Abolitionism in popular culture: “Am I not a man and a brother?”

History of religious abolitionism

“‘Am I not a man and a brother?’”

This legendary quote forms the inscription of a popular, eighteenth century anti-slavery medallion produced by the nonconformist lawyer Josiah Wedgewood. This relic delivers, together with the contemporary abolitionist literature, a testimony of the abolitionist movement during the eighteenth and nineteenth century within the world’s most dominant colonial power: Britain. This anti-slavery movement was instigated by economic, social, political and – remarkably – by religious incentives. During the abolitionist movement, various biblical arguments were used by abolitionists to illustrate that both slavery and the slave trade were immoral practices which could not be justified on Christian grounds. According to their religious discourse, Africans were made in the image of the Christian God, and were thus equal to any man on earth. Additionally, in their struggle against the slave trade they also pointed out that Africa could trade with Europe in products, instead of human beings. Nonetheless, we must also remark that, according to European colonizers and clergymen, specific interpretations of Biblical passages also justified the enslavement of African people.

Even before the peak of the abolitionist movement during the nineteenth century, the first anti-slavery voices could be heard loud and clear by a religious group known as the Quakers, in 1688. These seventeenth century Christian abolitionist Quakers were the first to denounce the use of African-American population as slaves, and this through the Germantown Quaker Petition Against Slavery. This petition was drafted in Pennsylvania by Francis Daniel Pastorius and was subsequently signed by three fellow Quakers. Their opposition to slavery was founded by religious motives, as they perceived slavery as an unjust practice which did not align with their religious doctrine. Consequently, slave-trade was seen as an un-Christian practice too. Thus, it may be argued that, as slavery went against all the Quakers firmly believed in, their abolitionist opinions were founded by their religious beliefs. This stands in contrast to the Somerset Case (1772) for example, in which English slavery was argued to be illegal within England and Wales on judiciary grounds. Although the accused James Somerset eventually obtained his freedom through the court’s final verdict, the slavery practice would not be abolished. Moreover, it would take about thirty-five years before the slave trade was officially abolished within nineteenth century Britain. In 1807, a bill was officially passed in Parliament for the abolition of slave trade, the slave trafficking still continued until the British slaves ultimately obtained their freedom in 1838, due to the efforts of the anti-slavery society, which was established by William Wiberforce. It is interesting to note that Wiberforce believed that he had been called by the Christian God to put an end to the slave trade. In accordance with the Quakers, Wedgewood’s abolitionist views were also clearly grounded on Christian beliefs.
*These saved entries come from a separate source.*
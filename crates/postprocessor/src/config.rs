//! Postprocessor configuration
//!
//! Plain data with sensible defaults. The host pipeline never supplies a
//! config file; `Default` is what production runs with.

use serde::{Deserialize, Serialize};

/// Namespace of the publisher's book schema
pub const BOOK_XMLNS: &str = "http://www.manning.com/schemas/book";

/// Inputs starting with this are already final and pass through untouched
pub const HTML_DOCTYPE: &str = "<!DOCTYPE html>";

#[derive(Debug, Clone, PartialEq, Eq, Serialize, Deserialize)]
#[serde(default)]
pub struct PostprocessorConfig {
    /// Default namespace set on the output root
    pub namespace: String,
    /// Spaces per indentation level in the output
    pub indent: usize,
    /// Prefix marking an input as already processed
    pub pass_through_marker: String,
    /// Element used to wrap a bare paragraph fragment
    pub fragment_root: String,
}

impl Default for PostprocessorConfig {
    fn default() -> Self {
        Self {
            namespace: BOOK_XMLNS.to_string(),
            indent: 2,
            pass_through_marker: HTML_DOCTYPE.to_string(),
            fragment_root: "preface".to_string(),
        }
    }
}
In this post, we will try to provide you with an overview on how abolitionist writers such as Hannah More and William Blake expressed themselves against the slave trade and slavery with the help of religious, and more specifically Christian arguments. Next to abolitionist poetry we are about to discuss, Wedgewood’s popular anti-slavery medallion, for as this attribute also contained a clear Christian message. In other words, this blog post will draw on the arguments of religious abolitionism against slavery and the slave trade in particular, embedded in literature and abolitionist symbols.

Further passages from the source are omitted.